Which of the lines in the listing that follows hold "format"? Pull each one out.

— EXTRACTED DATA —
..............................
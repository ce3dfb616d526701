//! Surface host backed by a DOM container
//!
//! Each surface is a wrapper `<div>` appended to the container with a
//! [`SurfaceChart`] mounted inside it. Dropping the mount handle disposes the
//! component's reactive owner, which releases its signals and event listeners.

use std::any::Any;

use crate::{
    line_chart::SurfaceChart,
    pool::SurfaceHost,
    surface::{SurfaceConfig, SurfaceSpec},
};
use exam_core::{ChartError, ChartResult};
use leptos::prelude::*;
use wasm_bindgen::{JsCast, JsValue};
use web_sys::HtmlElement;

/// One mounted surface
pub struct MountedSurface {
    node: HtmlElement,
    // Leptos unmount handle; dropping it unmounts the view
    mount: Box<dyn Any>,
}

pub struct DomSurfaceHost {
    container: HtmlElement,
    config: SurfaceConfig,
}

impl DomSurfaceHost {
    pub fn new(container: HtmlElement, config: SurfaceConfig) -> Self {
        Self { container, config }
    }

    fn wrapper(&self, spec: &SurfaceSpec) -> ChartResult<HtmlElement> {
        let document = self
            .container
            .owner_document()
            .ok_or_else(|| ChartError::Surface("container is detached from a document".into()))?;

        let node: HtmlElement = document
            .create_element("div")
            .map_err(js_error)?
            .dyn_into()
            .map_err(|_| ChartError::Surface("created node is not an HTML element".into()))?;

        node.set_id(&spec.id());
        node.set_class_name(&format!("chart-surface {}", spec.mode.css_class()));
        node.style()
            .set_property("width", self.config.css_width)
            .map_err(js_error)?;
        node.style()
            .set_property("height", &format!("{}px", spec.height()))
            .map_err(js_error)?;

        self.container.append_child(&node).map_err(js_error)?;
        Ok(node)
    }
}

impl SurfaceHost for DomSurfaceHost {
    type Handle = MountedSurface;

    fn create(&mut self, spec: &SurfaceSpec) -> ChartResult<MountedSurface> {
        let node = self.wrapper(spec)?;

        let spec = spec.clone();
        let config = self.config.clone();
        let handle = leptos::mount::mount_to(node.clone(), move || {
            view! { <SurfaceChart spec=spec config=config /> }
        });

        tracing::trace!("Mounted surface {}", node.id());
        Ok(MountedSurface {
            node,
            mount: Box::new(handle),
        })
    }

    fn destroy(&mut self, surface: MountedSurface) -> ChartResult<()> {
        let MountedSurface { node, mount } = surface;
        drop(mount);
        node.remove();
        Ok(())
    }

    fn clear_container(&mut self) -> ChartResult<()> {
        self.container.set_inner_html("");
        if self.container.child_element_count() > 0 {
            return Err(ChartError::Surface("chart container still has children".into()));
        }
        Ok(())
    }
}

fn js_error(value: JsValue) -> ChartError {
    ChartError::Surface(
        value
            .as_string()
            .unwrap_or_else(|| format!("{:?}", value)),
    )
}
..............................
— SOLUTION —
        node.set_class_name(&format!("chart-surface {}", spec.mode.css_class()));
            .set_property("height", &format!("{}px", spec.height()))
            .unwrap_or_else(|| format!("{:?}", value)),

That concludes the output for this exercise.